Beginning at the line that contains "assert_eq!(r.take_profit, 1880.0);", transcribe the remaining lines of the listing exactly; include the final line and omit everything before.

++++++++++++++++++++

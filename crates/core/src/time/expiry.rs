use crate::domain::Timeframe;
use chrono::{DateTime, Local};
use serde::Serializer;

/// Local 12-hour clock with date, e.g. `03:45 PM 01/27/2026`.
pub const DISPLAY_FORMAT: &str = "%I:%M %p %m/%d/%Y";

pub fn expiration_at(timeframe: Timeframe, now: DateTime<Local>) -> DateTime<Local> {
    now + timeframe.expiration_offset()
}

pub fn format_display(ts: &DateTime<Local>) -> String {
    ts.format(DISPLAY_FORMAT).to_string()
}

pub fn serialize_display<S: Serializer>(ts: &DateTime<Local>, serializer: S) -> Result<S::Ok, S::Error> {
    serializer.serialize_str(&format_display(ts))
}
#[cfg(test)]
mod tests {
    use super::*;
    use crate::domain::{Action, AssetClass, Confidence, Outlook, Trend};
    use crate::ingest::{PriceSeries, QuoteError};
    use chrono::TimeZone;
    use std::collections::HashMap;
    use std::sync::Mutex;

    #[derive(Clone)]
    enum Behavior {
        Quote(QuoteBundle),
        Fail,
        Hang,
    }

    #[derive(Default)]
    struct StubSource {
        behaviors: HashMap<String, Behavior>,
        calls: Mutex<Vec<(String, Timeframe)>>,
    }

    impl StubSource {
        fn with(mut self, symbol: &str, behavior: Behavior) -> Self {
            self.behaviors.insert(symbol.to_string(), behavior);
            self
        }
    }

    #[async_trait::async_trait]
    impl QuoteSource for StubSource {
        fn provider_name(&self) -> &'static str {
            "stub"
        }

        async fn fetch(&self, symbol: &str, timeframe: Timeframe) -> Result<QuoteBundle, QuoteError> {
            self.calls
                .lock()
                .unwrap()
                .push((symbol.to_string(), timeframe));
            match self.behaviors.get(symbol).cloned() {
                Some(Behavior::Quote(b)) => Ok(b),
                Some(Behavior::Hang) => {
                    tokio::time::sleep(Duration::from_secs(30)).await;
                    Err(QuoteError::malformed(symbol, "unreachable"))
                }
                Some(Behavior::Fail) => Err(QuoteError::malformed(symbol, "stub failure")),
                None => Ok(ramp_bundle(symbol, None)),
            }
        }
    }

    fn ramp_bundle(symbol: &str, outlook: Option<Outlook>) -> QuoteBundle {
        QuoteBundle {
            symbol: symbol.to_string(),
            current_price: 110.0,
            currency: "USD".to_string(),
            series: PriceSeries::from_closes((100..=110).map(|p| Some(p as f64))),
            support: None,
            resistance: None,
            outlook,
        }
    }

    fn falling_bundle(symbol: &str) -> QuoteBundle {
        QuoteBundle {
            symbol: symbol.to_string(),
            current_price: 90.0,
            currency: "USD".to_string(),
            series: PriceSeries::from_closes((90..=110).rev().map(|p| Some(p as f64))),
            support: Some(85.0),
            resistance: Some(100.0),
            outlook: Some(Outlook::Down),
        }
    }

    fn engine(source: StubSource) -> RecommendationEngine {
        engine_with(source, EngineOptions::default())
    }

    fn engine_with(source: StubSource, options: EngineOptions) -> RecommendationEngine {
        RecommendationEngine::new(InstrumentRegistry::builtin(), Arc::new(source), options)
    }

    fn now() -> DateTime<Local> {
        Local.with_ymd_and_hms(2026, 1, 5, 9, 0, 0).unwrap()
    }

    fn symbols(list: &[&str]) -> Vec<String> {
        list.iter().map(|s| s.to_string()).collect()
    }

    fn rec(symbol: &str, confidence: Confidence, potential: f64) -> Recommendation {
        Recommendation {
            symbol: symbol.to_string(),
            name: symbol.to_string(),
            asset_class: AssetClass::Stock,
            current_price: 100.0,
            currency: "USD".to_string(),
            trend: Trend::Bullish,
            action: Action::Buy,
            confidence,
            entry_price: 100.0,
            stop_loss: 99.0,
            take_profit: 100.0 + potential,
            potential_percent: potential,
            support: 95.0,
            resistance: 105.0,
            expiration: now(),
            timeframe: Timeframe::Day,
            indicators: Default::default(),
        }
    }

    #[tokio::test]
    async fn empty_assets_fall_back_to_default_selection() {
        let eng = engine(StubSource::default());
        let set = eng.get_recommendations(Some("1w"), Some(&[])).await;
        assert_eq!(set.timeframe, Timeframe::Week);
        assert_eq!(set.count, 8);
        assert_eq!(set.recommendations.len(), 8);
        assert!(set.recommendations.iter().all(|r| r.timeframe == Timeframe::Week));

        let v = serde_json::to_value(&set).unwrap();
        assert_eq!(v["timeframe"], "1w");

        let none = eng.get_recommendations(Some("1w"), None).await;
        assert_eq!(none.count, 8);
    }

    #[tokio::test]
    async fn invalid_timeframe_is_coerced_and_passed_to_source() {
        let source = Arc::new(StubSource::default());
        let eng = RecommendationEngine::new(
            InstrumentRegistry::builtin(),
            source.clone(),
            EngineOptions::default(),
        );
        let set = eng
            .get_recommendations(Some("5y"), Some(&symbols(&["AAPL"])))
            .await;
        assert_eq!(set.timeframe, Timeframe::Day);
        let calls = source.calls.lock().unwrap().clone();
        assert_eq!(calls, vec![("AAPL".to_string(), Timeframe::Day)]);
    }

    #[tokio::test]
    async fn timed_out_instrument_is_omitted() {
        let source = StubSource::default().with("MSFT", Behavior::Hang);
        let options = EngineOptions {
            instrument_timeout: Duration::from_millis(50),
            ..EngineOptions::default()
        };
        let eng = engine_with(source, options);

        let set = eng
            .recommend(
                Timeframe::Day,
                Some(&symbols(&["AAPL", "MSFT", "BTC-USD", "GC=F"])),
                now(),
            )
            .await;

        assert_eq!(set.count, 3);
        let got: HashSet<&str> = set.recommendations.iter().map(|r| r.symbol.as_str()).collect();
        assert_eq!(got, HashSet::from(["AAPL", "BTC-USD", "GC=F"]));
    }

    #[tokio::test]
    async fn failures_and_unknown_symbols_are_skipped() {
        let source = StubSource::default().with("TSLA", Behavior::Fail);
        let eng = engine(source);
        let set = eng
            .recommend(
                Timeframe::ThreeDays,
                Some(&symbols(&["NOPE", " AAPL ", "TSLA", "AAPL", ""])),
                now(),
            )
            .await;
        assert_eq!(set.count, 1);
        assert_eq!(set.recommendations[0].symbol, "AAPL");
    }

    #[tokio::test]
    async fn all_failures_give_well_formed_empty_set() {
        let source = StubSource::default()
            .with("AAPL", Behavior::Fail)
            .with("MSFT", Behavior::Fail);
        let eng = engine(source);
        let set = eng
            .recommend(Timeframe::HalfDay, Some(&symbols(&["AAPL", "MSFT"])), now())
            .await;
        assert_eq!(set.count, 0);
        assert_eq!(set.timeframe, Timeframe::HalfDay);
        assert_eq!(set.generated_at, now());
    }

    #[tokio::test]
    async fn results_are_ranked_by_confidence_then_potential() {
        let source = StubSource::default()
            .with("AAPL", Behavior::Quote(ramp_bundle("AAPL", None)))
            .with("MSFT", Behavior::Quote(ramp_bundle("MSFT", Some(Outlook::Up))))
            .with("ETH-USD", Behavior::Quote(falling_bundle("ETH-USD")));
        let eng = engine(source);
        let set = eng
            .recommend(Timeframe::Day, Some(&symbols(&["AAPL", "MSFT", "ETH-USD"])), now())
            .await;

        assert_eq!(set.count, 3);
        let keys: Vec<(u8, f64)> = set
            .recommendations
            .iter()
            .map(|r| (r.confidence.rank(), r.potential_percent))
            .collect();
        for pair in keys.windows(2) {
            assert!(pair[0].0 < pair[1].0 || (pair[0].0 == pair[1].0 && pair[0].1 >= pair[1].1));
        }
        // Plain ramp scores only the SMA point.
        assert_eq!(set.recommendations.last().unwrap().symbol, "AAPL");
        assert_eq!(set.recommendations.last().unwrap().confidence, Confidence::Low);
    }

    #[tokio::test]
    async fn recommendations_run_on_a_spawned_task() {
        let eng = Arc::new(engine(StubSource::default()));
        let task = tokio::spawn({
            let eng = eng.clone();
            async move {
                let assets = symbols(&["AAPL", "BTC-USD"]);
                eng.get_recommendations(Some("3d"), Some(&assets)).await
            }
        });
        let set = task.await.unwrap();
        assert_eq!(set.timeframe, Timeframe::ThreeDays);
        assert_eq!(set.count, 2);
    }

    #[test]
    fn ramp_recommendation_matches_scenario() {
        let inst = Instrument::new("AAPL", "Apple Inc.", AssetClass::Stock);
        let r = build_recommendation(&inst, &ramp_bundle("AAPL", None), Timeframe::Day, now());

        assert_eq!(r.trend, Trend::Bullish);
        assert_eq!(r.indicators.sma_short, Some(108.0));
        assert_eq!(r.indicators.sma_medium, Some(105.5));
        assert_eq!(r.confidence, Confidence::Low);
        assert_eq!(r.action, Action::Buy);
        assert_eq!(r.entry_price, 110.0);
        assert!(r.stop_loss < 110.0 && r.take_profit > 110.0);
        assert!(r.potential_percent > 0.0);
        assert_eq!(r.support, 110.0 * 0.95);
        assert_eq!(r.resistance, 110.0 * 1.05);
        assert_eq!(r.expiration, now() + chrono::Duration::hours(24));
    }

    #[test]
    fn falling_series_with_down_outlook_sells() {
        let inst = Instrument::new("ETH-USD", "Ethereum USD", AssetClass::Crypto);
        let r = build_recommendation(&inst, &falling_bundle("ETH-USD"), Timeframe::Week, now());
        assert_eq!(r.trend, Trend::Bearish);
        // SMA point + agreeing outlook; RSI 0 and positive MACD do not count.
        assert_eq!(r.confidence, Confidence::Medium);
        assert_eq!(r.action, Action::Sell);
        assert!(r.stop_loss > 90.0 && r.take_profit < 90.0);
        assert_eq!((r.support, r.resistance), (85.0, 100.0));
    }

    #[test]
    fn degenerate_series_uses_defaults() {
        let inst = Instrument::new("GC=F", "Gold", AssetClass::Commodity);
        let bundle = QuoteBundle {
            series: PriceSeries::from_closes([None, Some(2000.0)]),
            current_price: 2000.0,
            ..ramp_bundle("GC=F", None)
        };
        let r = build_recommendation(&inst, &bundle, Timeframe::HalfDay, now());
        assert_eq!(r.trend, Trend::Neutral);
        assert!(r.indicators.is_empty());
        assert_eq!(r.action, Action::Sell);
        // default volatility 0.02 -> SL +4%, TP -6%
        assert_eq!(r.stop_loss, 2080.0);
        assert_eq!(r.take_profit, 1880.0);
        assert_eq!(r.potential_percent, 6.0);
    }

    #[test]
    fn higher_confidence_always_sorts_first() {
        let mut recs = vec![
            rec("A", Confidence::Low, 50.0),
            rec("B", Confidence::High, 0.5),
            rec("C", Confidence::Medium, 10.0),
            rec("D", Confidence::High, 3.0),
            rec("E", Confidence::Medium, 10.0),
        ];
        rank(&mut recs);
        let order: Vec<&str> = recs.iter().map(|r| r.symbol.as_str()).collect();
        assert_eq!(order, vec!["D", "B", "C", "E", "A"]);
    }

    #[test]
    fn parses_comma_separated_assets() {
        assert_eq!(parse_asset_list("AAPL, BTC-USD,,GC=F "), symbols(&["AAPL", "BTC-USD", "GC=F"]));
        assert!(parse_asset_list(" , ").is_empty());
    }
}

++++++++++++++++++++

> **Exercise result**:
        assert_eq!(r.take_profit, 1880.0);
        assert_eq!(r.potential_percent, 6.0);
    }

    #[test]
    fn higher_confidence_always_sorts_first() {
        let mut recs = vec![
            rec("A", Confidence::Low, 50.0),
            rec("B", Confidence::High, 0.5),
            rec("C", Confidence::Medium, 10.0),
            rec("D", Confidence::High, 3.0),
            rec("E", Confidence::Medium, 10.0),
        ];
        rank(&mut recs);
        let order: Vec<&str> = recs.iter().map(|r| r.symbol.as_str()).collect();
        assert_eq!(order, vec!["D", "B", "C", "E", "A"]);
    }

    #[test]
    fn parses_comma_separated_assets() {
        assert_eq!(parse_asset_list("AAPL, BTC-USD,,GC=F "), symbols(&["AAPL", "BTC-USD", "GC=F"]));
        assert!(parse_asset_list(" , ").is_empty());
    }
}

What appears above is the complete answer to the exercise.